Uma mudança de paradigmas é necessária. A formalidade dos escritórios deve dar lugar a um relacionamento, não próximo, mas integrado aos negócios dos empreendedores, participando do cotidiano das operações negociais, enquanto fonte estratégica de segurança jurídica e orientação para tomada de decisões.  

A gestão empresarial é um modelo de trabalho orientado por uma política de valores capaz de alocar e gerir recursos, ações, iniciativas, princípios, valores e estratégias, viabilizando o alcance dos objetivos propostos por uma empresa.

O advogado deve ser protagonista neste ecossistema, auxiliando as empresas na gestão de passivos judiciais, de modo a não comprometer seu capital de giro, como suporte a continuidade de suas atividades [3] e metas de desempenho e crescimento.

O correto dimensionamento dos riscos judiciais, favorecidas por uma segurança jurídica aqui entendida, pela previsibilidade das decisões judiciais, mediante expertise em jurimetria e perfeito alinhamento do contrato de seguro-garantia, reduzem os recursos destinados ao provisionamento [4], além de otimizar o fluxo de caixa das empresas,  liberando-se recursos para o crescimento do negócio, com o acréscimo de riquezas.

Por ser automaticamente conversível em dinheiro ao final do feito executivo, o seguro-garantia judicial acarreta a harmonização entre o princípio da máxima eficácia da execução para o credor e o princípio da menor onerosidade para o executado, a aprimorar consideravelmente as bases do sistema de penhora judicial e a ordem de gradação legal de bens penhoráveis, conferindo maior proporcionalidade aos meios de satisfação do crédito ao exequente.

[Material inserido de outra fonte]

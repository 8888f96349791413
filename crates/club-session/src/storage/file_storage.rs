use crate::storage::{SessionStorage, StorageError, StorageResult, check_key};

use std::fs;
use std::io::{ErrorKind, Write};
use std::path::{Path, PathBuf};

use log::debug;

const RECORD_EXTENSION: &str = "json";

/// Stores each key as `<dir>/<key>.json`.
#[derive(Debug, Clone)]
pub struct FileStorage {
    dir: PathBuf,
}

impl FileStorage {
    /// Open storage rooted at `dir`, creating the directory if needed.
    pub fn open(dir: impl Into<PathBuf>) -> StorageResult<Self> {
        let dir = dir.into();
        fs::create_dir_all(&dir).map_err(|e| StorageError::dir_creation(dir.clone(), e))?;
        Ok(Self { dir })
    }

    pub fn dir(&self) -> &Path {
        &self.dir
    }

    /// Path of the file backing `key`.
    pub fn record_path(&self, key: &str) -> StorageResult<PathBuf> {
        check_key(key)?;
        Ok(self.dir.join(format!("{key}.{RECORD_EXTENSION}")))
    }
}

impl SessionStorage for FileStorage {
    fn get(&self, key: &str) -> StorageResult<Option<String>> {
        let path = self.record_path(key)?;

        let bytes = match fs::read(&path) {
            Ok(bytes) => bytes,
            Err(e) if e.kind() == ErrorKind::NotFound => return Ok(None),
            Err(e) => return Err(StorageError::file_read(path, e)),
        };

        String::from_utf8(bytes)
            .map(Some)
            .map_err(|e| StorageError::invalid_encoding(path, e))
    }

    /// Atomic write: temp file, fsync, rename over the final path.
    fn set(&self, key: &str, value: &str) -> StorageResult<()> {
        let final_path = self.record_path(key)?;
        let temp_path = self.dir.join(format!(
            "{key}.{RECORD_EXTENSION}.tmp.{}",
            std::process::id()
        ));

        {
            let mut file = fs::File::create(&temp_path)
                .map_err(|e| StorageError::file_write(temp_path.clone(), e))?;

            file.write_all(value.as_bytes())
                .map_err(|e| StorageError::file_write(temp_path.clone(), e))?;

            file.sync_all()
                .map_err(|e| StorageError::file_write(temp_path.clone(), e))?;
        }

        fs::rename(&temp_path, &final_path).map_err(|e| {
            let _ = fs::remove_file(&temp_path);
            StorageError::atomic_rename(temp_path, final_path.clone(), e)
        })?;

        debug!("Wrote record {final_path:?}");
        Ok(())
    }

    fn remove(&self, key: &str) -> StorageResult<()> {
        let path = self.record_path(key)?;

        match fs::remove_file(&path) {
            Ok(()) => {
                debug!("Removed record {path:?}");
                Ok(())
            }
            Err(e) if e.kind() == ErrorKind::NotFound => Ok(()),
            Err(e) => Err(StorageError::file_remove(path, e)),
        }
    }
}
use crate::{CoreError, Result as CoreErrorResult};

use std::panic::Location;
use std::str::FromStr;

use error_location::ErrorLocation;
use serde::{Deserialize, Serialize};

/// Role issued to a club member by the authentication service
#[derive(Debug, Clone, Copy, PartialEq, Eq, Hash, Serialize, Deserialize, Default)]
#[serde(rename_all = "snake_case")]
pub enum UserRole {
    /// Regular member
    #[default]
    User,
    /// Club administrator, may open the admin dashboard
    Admin,
}

impl UserRole {
    pub fn as_str(&self) -> &'static str {
        match self {
            Self::User => "user",
            Self::Admin => "admin",
        }
    }

    pub fn is_admin(&self) -> bool {
        matches!(self, Self::Admin)
    }
}

impl FromStr for UserRole {
    type Err = CoreError;

    #[track_caller]
    fn from_str(s: &str) -> CoreErrorResult<Self> {
        match s {
            "user" => Ok(Self::User),
            "admin" => Ok(Self::Admin),
            _ => Err(CoreError::InvalidUserRole {
                value: s.to_string(),
                location: ErrorLocation::from(Location::caller()),
            }),
        }
    }
}

impl std::fmt::Display for UserRole {
    fn fmt(&self, f: &mut std::fmt::Formatter<'_>) -> std::fmt::Result {
        write!(f, "{}", self.as_str())
    }
}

*Foto:  Free-Photos por Pixabay (Imagem ilustrativa)

 

Notas:

[1] Conforme matéria e julgados citados na matéria “Carta de fiança e seguro-garantia judicial devem ser ressarcidos pelo Fisco” publicada em 7/7/2021, editado pelo repórter Jose Higídio. Disponível em: https://www.conjur.com.br/2021-set-07/estado-ressarcir-gastos-carta-fianca-seguro-garantia. Capturado em 19/01/22.

[2] BRASIL. Ministério da Fazenda. Portaria nº 164, de 27 de fevereiro de 2014. Regulamenta o oferecimento e a aceitação do seguro garantia judicial para execução fiscal e seguro garantia parcelamento administrativo fiscal para débitos inscritos em dívida ativa da União (DAU) e do Fundo de Garantia do Tempo de Serviço (FGTS). Disponível em: https://www.gov.br/pgfn/pt-br/servicos/orientacoes-contribuintes/legislacao/portaria-pgfn-n-164_2014.pdf/view.

[3] No REsp n. 1.844.935-SP, uma empresa metalúrgica conseguiu a substituição de um depósito judicial em dinheiro, no valor de R$ 17 milhões, por outra modalidade de garantia, o seguro-garantia, nos autos de uma anulação de débito fiscal. Em razão da epidemia da Covid-19, havia a necessidade de liberação daquele montante para uso nas atividades empresariais da metalúrgica.   

[4] O principio da competência, nos meios contábeis estabelece que todas as receitas (vendas) e despesas sejam consideradas dentro do período em que se realizaram, mesmo que não tenham sido pagas (despesas) ou recebidas (vendas). Deste modo, provisões são os valores estimados pelas empresas que reduzem o seu ativo, ou incrementam o seu passivo, modificando (reduzindo) o valor do patrimônio líquido da entidade. Provisões judiciais, não é o valor pedido pelo autor, mas sim a estimativa do valor a ser efetivamente desembolsado pela empresa demandada na fase de execução da sentença.